Samedi dernier, c’est sur les traces de La Fayette et de Victor Hugo que les Amis d’Arnaga se sont embarqués sous un ciel d’azur à Pasajes/Pasaia pour découvrir le musée-chantier naval d’Albaola dans la baie du port. Une visite conviviale organisée par le président des Amis d'Arnaga Christian Perret et l’historien-journaliste Alexandre de La Cerda.
Pasajes communique avec la mer par un étroit goulet situé entre les monts Ulia et Jaizkibel qui débouche sur une large baie propice aux installations portuaires. L’estuaire de Pasaia possède le plus important port commercial de Guipuzcoa.
Les deux quartiers historiques qui forment la commune de Pasaia sont les villages de « San Pedro » (Saint Pierre) à l’Ouest et de « Donibane » (San Juan ou Saint Jean) à l’Est, nés sur les rives opposées à l'entrée du port de Pasaia.

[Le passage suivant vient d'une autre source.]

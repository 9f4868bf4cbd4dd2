/// 前端 WebSocket 连接处理器
///
/// 向控制台页面推送操作树变化与失败通知

use axum::extract::ws::{Message as AxumWsMessage, WebSocket};
use axum::extract::{State, WebSocketUpgrade};
use axum::response::IntoResponse;
use engine::operations::CategoryCounts;
use futures_util::{SinkExt, StreamExt};
use serde::{Deserialize, Serialize};
use std::collections::HashMap;
use std::sync::Arc;
use tokio::sync::{mpsc, RwLock};
use tracing::{debug, error, info, warn};
use uuid::Uuid;

use crate::app_state::AppState;

/// 前端连接信息
#[derive(Debug, Clone)]
pub struct FrontendConnection {
    pub connection_id: String,

    /// 发送消息的通道
    pub sender: mpsc::UnboundedSender<FrontendMessage>,

    pub connected_at: chrono::DateTime<chrono::Utc>,
}

/// 前端消息类型
#[derive(Debug, Clone, Serialize, Deserialize, PartialEq)]
#[serde(tag = "type")]
pub enum FrontendMessage {
    /// 保留树已合并新快照
    OperationsUpdated {
        sequence: u64,
        counts: CategoryCounts,
        show_more_available: bool,
    },
    /// 轮询失败，保留树未变
    PollFailed {
        sequence: u64,
        message: String,
    },
    /// 中止命令失败，可中止标记已回滚
    AbortFailed {
        operation_id: i64,
        message: String,
    },
    /// 心跳响应
    Pong {
        timestamp: i64,
    },
}

/// 前端连接管理器
#[derive(Clone)]
pub struct FrontendConnectionManager {
    /// connection_id -> FrontendConnection
    connections: Arc<RwLock<HashMap<String, Arc<FrontendConnection>>>>,
}

impl FrontendConnectionManager {
    pub fn new() -> Self {
        Self {
            connections: Arc::new(RwLock::new(HashMap::new())),
        }
    }

    /// 注册新的前端连接
    pub async fn register(
        &self,
        connection_id: String,
        sender: mpsc::UnboundedSender<FrontendMessage>,
    ) -> Arc<FrontendConnection> {
        let connection = Arc::new(FrontendConnection {
            connection_id: connection_id.clone(),
            sender,
            connected_at: chrono::Utc::now(),
        });

        let mut connections = self.connections.write().await;
        connections.insert(connection_id.clone(), connection.clone());

        info!("前端连接已注册: {}", connection_id);
        connection
    }

    /// 注销前端连接
    pub async fn unregister(&self, connection_id: &str) {
        let mut connections = self.connections.write().await;
        if connections.remove(connection_id).is_some() {
            info!("前端连接已注销: {}", connection_id);
        }
    }

    pub async fn count(&self) -> usize {
        let connections = self.connections.read().await;
        connections.len()
    }

    /// 向所有连接广播消息
    pub async fn broadcast(&self, message: FrontendMessage) -> usize {
        let connections = self.connections.read().await;
        let mut count = 0;

        for (connection_id, conn) in connections.iter() {
            if let Err(e) = conn.sender.send(message.clone()) {
                warn!("向前端连接 {} 发送消息失败: {}", connection_id, e);
            } else {
                count += 1;
            }
        }

        debug!("广播消息已发送到 {} 个前端连接", count);
        count
    }
}

impl Default for FrontendConnectionManager {
    fn default() -> Self {
        Self::new()
    }
}

/// WebSocket 升级处理器
pub async fn handle_frontend_websocket(
    ws: WebSocketUpgrade,
    State(state): State<AppState>,
) -> impl IntoResponse {
    ws.on_upgrade(move |socket| handle_frontend_connection(socket, state))
}

async fn handle_frontend_connection(socket: WebSocket, state: AppState) {
    let connection_id = Uuid::new_v4().to_string();
    info!("新的前端 WebSocket 连接: {}", connection_id);

    let (mut ws_sender, mut ws_receiver) = socket.split();
    let (tx, mut rx) = mpsc::unbounded_channel::<FrontendMessage>();

    let connection = state
        .frontend_manager()
        .register(connection_id.clone(), tx)
        .await;

    let mut send_task = tokio::spawn(async move {
        while let Some(msg) = rx.recv().await {
            if let Err(e) = send_frontend_message(&mut ws_sender, msg).await {
                error!("发送前端消息失败: {}", e);
                break;
            }
        }
        debug!("前端消息发送任务结束");
    });

    let mut recv_task = tokio::spawn(async move {
        while let Some(result) = ws_receiver.next().await {
            match result {
                Ok(msg) => handle_frontend_incoming_message(msg, &connection),
                Err(e) => {
                    error!("接收前端消息错误: {}", e);
                    break;
                }
            }
        }
        debug!("前端消息接收任务结束");
    });

    tokio::select! {
        _ = &mut send_task => recv_task.abort(),
        _ = &mut recv_task => send_task.abort(),
    }

    state.frontend_manager().unregister(&connection_id).await;
    info!("前端连接已关闭: {}", connection_id);
}

/// 处理收到的前端消息，目前只有 ping
fn handle_frontend_incoming_message(ws_msg: AxumWsMessage, connection: &FrontendConnection) {
    match ws_msg {
        AxumWsMessage::Text(text) => {
            let msg_type = serde_json::from_str::<serde_json::Value>(&text)
                .ok()
                .and_then(|v| v.get("type").and_then(|t| t.as_str()).map(str::to_string));

            match msg_type.as_deref() {
                Some("ping") => {
                    let pong = FrontendMessage::Pong {
                        timestamp: chrono::Utc::now().timestamp(),
                    };
                    if let Err(e) = connection.sender.send(pong) {
                        warn!("发送心跳响应失败: {}", e);
                    }
                }
                Some(other) => debug!("收到未知的前端消息类型: {}", other),
                None => debug!("收到无法解析的前端消息: {}", text),
            }
        }
        AxumWsMessage::Close(_) => debug!("前端连接关闭"),
        _ => {}
    }
}

async fn send_frontend_message(
    sender: &mut futures_util::stream::SplitSink<WebSocket, AxumWsMessage>,
    msg: FrontendMessage,
) -> Result<(), String> {
    let json = serde_json::to_string(&msg).map_err(|e| format!("序列化前端消息失败: {}", e))?;

    sender
        .send(AxumWsMessage::Text(json))
        .await
        .map_err(|e| format!("发送前端 WebSocket 消息失败: {}", e))?;

    Ok(())
}

#[cfg(test)]
mod tests {
    use super::*;

    #[tokio::test]
    async fn test_broadcast_reaches_live_connections() {
        let manager = FrontendConnectionManager::new();
        let (tx1, mut rx1) = mpsc::unbounded_channel();
        let (tx2, rx2) = mpsc::unbounded_channel();
        manager.register("a".to_string(), tx1).await;
        manager.register("b".to_string(), tx2).await;
        drop(rx2);

        let msg = FrontendMessage::PollFailed {
            sequence: 3,
            message: "timeout".to_string(),
        };
        assert_eq!(manager.broadcast(msg.clone()).await, 1);
        assert_eq!(rx1.recv().await, Some(msg));

        manager.unregister("b").await;
        assert_eq!(manager.count().await, 1);
    }

    #[test]
    fn test_message_is_tagged() {
        let json = serde_json::to_value(FrontendMessage::Pong { timestamp: 1 }).unwrap();
        assert_eq!(json["type"], "Pong");
    }
}
/// Cluster Console - 公共库
///
/// 提供引擎、Server 与执行器链路共享的类型、错误处理、工具函数等

pub mod errors;
pub mod models;
pub mod utils;
pub mod ws_rpc;

// 重新导出常用类型
pub use errors::{ActionFailure, Error, LoadFailure, Result};
pub use models::{OperationStatus, StatusCategory, TaskStatus};
pub use ws_rpc::{RpcMessage, RpcError, RpcErrorCode, MessageType};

Au cœur de la rue principale dans le vieux quartier Donibane/San Juan. à Pasajes, la chapelle votive porte une pierre datant du 814 commémorant la victoire des tribus vasconnes à Roncevaux afin de venger la vendalisation de Pampelune par les troupes de Charlemagne. A quelques mètres, une autre plaque indique que Gilbert du Motier, marquis de La Fayette, embarqua en 1777 à bord de La Victoire pour son premier séjour en Amérique, afin de mener la guerre d’Indépendance. Un an plus tôt, en juillet 1776, les députés des treize provinces réunis en congrès à Philadelphie avaient proclamé l'indépendance des provinces anglaises qui se constituèrent en république fédérative sous le nom d'Etats Unis d'Amérique. Louis XVI y vit une occasion d’affaiblir l'Angleterre dont la marine était prépondérante sur toutes les mers. Ce qui permit le départ de La Lafayette en Amérique.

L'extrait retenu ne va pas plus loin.